TASK DIRECTIONS: Which lines in the data below contain the word "StatusCode"? Copy each of them.
[Opening DATASET EXTRACT section]
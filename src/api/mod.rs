//! API 模块
//!
//! HTTP handlers 和路由组装

pub mod page;
pub mod repo;
pub mod workflow;

use std::sync::Arc;

use axum::{
    extract::Request,
    http::{header, HeaderValue, Method, StatusCode},
    middleware::{self, Next},
    response::{IntoResponse, Response},
    routing::get,
    Json, Router,
};
use serde::Serialize;
use tower_http::{
    cors::{Any, CorsLayer},
    trace::TraceLayer,
};

use crate::state::AppState;

/// 构建完整的 API 路由
pub fn router(state: Arc<AppState>) -> Router {
    Router::new()
        // 前端页面
        .route("/", get(page::index))
        // 仓库查询
        .merge(repo::router())
        // 推送 / 发布工作流
        .merge(workflow::router())
        // Middleware（最外层的 dispatch_gate 先于路由处理请求）
        .layer(CorsLayer::new()
            .allow_origin(Any)
            .allow_methods([Method::GET, Method::POST, Method::OPTIONS])
            .allow_headers([header::CONTENT_TYPE]))
        .layer(TraceLayer::new_for_http())
        .layer(middleware::from_fn(dispatch_gate))
        .with_state(state)
}

/// 请求分发守卫
///
/// - 任意路径的 OPTIONS 一律回 200 + 跨域响应头（axum 的
///   MethodRouter 对未注册方法会回 405，不满足网页端的预检约定）
/// - 路由表之外的方法按 404 处理，与路径不存在时一致
async fn dispatch_gate(req: Request, next: Next) -> Response {
    if req.method() == Method::OPTIONS {
        return preflight_ok();
    }

    let response = next.run(req).await;
    if response.status() == StatusCode::METHOD_NOT_ALLOWED {
        return StatusCode::NOT_FOUND.into_response();
    }
    response
}

/// CORS 预检响应：200、空 body、三个跨域响应头
fn preflight_ok() -> Response {
    (
        [
            (header::ACCESS_CONTROL_ALLOW_ORIGIN, "*"),
            (header::ACCESS_CONTROL_ALLOW_METHODS, "GET, POST, OPTIONS"),
            (header::ACCESS_CONTROL_ALLOW_HEADERS, "Content-Type"),
        ],
        StatusCode::OK,
    )
        .into_response()
}

/// JSON 响应，显式带 charset 和跨域响应头
///
/// `axum::Json` 只写 `application/json`，网页端约定的
/// Content-Type 是 `application/json; charset=utf-8`。
/// 三个跨域响应头在每个 JSON 响应上都要出现；`CorsLayer`
/// 只在预检时附带 allow-methods / allow-headers，这里补齐。
pub(crate) fn json_utf8<T: Serialize>(value: T) -> Response {
    let mut response = Json(value).into_response();
    let headers = response.headers_mut();
    headers.insert(
        header::CONTENT_TYPE,
        HeaderValue::from_static("application/json; charset=utf-8"),
    );
    headers.insert(
        header::ACCESS_CONTROL_ALLOW_ORIGIN,
        HeaderValue::from_static("*"),
    );
    headers.insert(
        header::ACCESS_CONTROL_ALLOW_METHODS,
        HeaderValue::from_static("GET, POST, OPTIONS"),
    );
    headers.insert(
        header::ACCESS_CONTROL_ALLOW_HEADERS,
        HeaderValue::from_static("Content-Type"),
    );
    response
}
//! 工作流领域模型
//!
//! 步骤日志与版本号校验。

use std::sync::OnceLock;

use regex::Regex;
use serde::Serialize;

/// 步骤日志级别
#[derive(Clone, Copy, Debug, Serialize, PartialEq, Eq)]
#[serde(rename_all = "lowercase")]
pub enum LogType {
    Info,
    Success,
    Warning,
    Error,
}

/// 单条步骤日志
#[derive(Clone, Debug, Serialize)]
pub struct StepLogEntry {
    /// 步骤编号（同一次工作流内从 1 开始严格递增）
    pub step: u32,
    /// 面向用户的提示信息
    pub message: String,
    /// 日志级别
    #[serde(rename = "type")]
    pub log_type: LogType,
}

/// 步骤日志序列
///
/// 不变量：编号从 1 开始、严格递增、无空洞；`error` 条目一旦出现
/// 即为最后一条（工作流在首个致命步骤处短路）。编号由容器自动分配，
/// 调用方无法写出违反不变量的序列。
#[derive(Debug, Default)]
pub struct StepLog {
    entries: Vec<StepLogEntry>,
}

impl StepLog {
    pub fn new() -> Self {
        Self::default()
    }

    fn push(&mut self, log_type: LogType, message: impl Into<String>) {
        let step = self.entries.len() as u32 + 1;
        self.entries.push(StepLogEntry {
            step,
            message: message.into(),
            log_type,
        });
    }

    /// 步骤成功
    pub fn success(&mut self, message: impl Into<String>) {
        self.push(LogType::Success, message);
    }

    /// 步骤出现非致命问题，工作流继续
    pub fn warning(&mut self, message: impl Into<String>) {
        self.push(LogType::Warning, message);
    }

    /// 步骤致命失败，必须是最后一条
    pub fn error(&mut self, message: impl Into<String>) {
        self.push(LogType::Error, message);
    }

    pub fn into_entries(self) -> Vec<StepLogEntry> {
        self.entries
    }
}

/// 校验通过并归一化后的版本号（保证以 "v" 开头）
#[derive(Clone, Debug, PartialEq, Eq)]
pub struct Version(String);

/// 版本号格式错误
#[derive(Debug, thiserror::Error)]
#[error("版本号格式不正确，请使用格式如: v1.0.0")]
pub struct InvalidVersion;

static VERSION_RE: OnceLock<Regex> = OnceLock::new();

fn version_re() -> &'static Regex {
    VERSION_RE.get_or_init(|| Regex::new(r"^v?\d+\.\d+\.\d+$").expect("valid version regex"))
}

impl Version {
    /// 解析版本号
    ///
    /// 必须匹配 `^v?\d+\.\d+\.\d+$`；无 "v" 前缀时自动补上。
    pub fn parse(input: &str) -> Result<Self, InvalidVersion> {
        if !version_re().is_match(input) {
            return Err(InvalidVersion);
        }
        let tag = if input.starts_with('v') {
            input.to_string()
        } else {
            format!("v{}", input)
        };
        Ok(Self(tag))
    }

    /// 用作 git 标签名的完整版本号
    pub fn tag(&self) -> &str {
        &self.0
    }

    pub fn into_tag(self) -> String {
        self.0
    }
}

impl std::fmt::Display for Version {
    fn fmt(&self, f: &mut std::fmt::Formatter<'_>) -> std::fmt::Result {
        f.write_str(&self.0)
    }
}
[Closing DATASET EXTRACT section]
RESPONSE TO THE TASK:
    http::{header, HeaderValue, Method, StatusCode},
    if response.status() == StatusCode::METHOD_NOT_ALLOWED {
        return StatusCode::NOT_FOUND.into_response();
        StatusCode::OK,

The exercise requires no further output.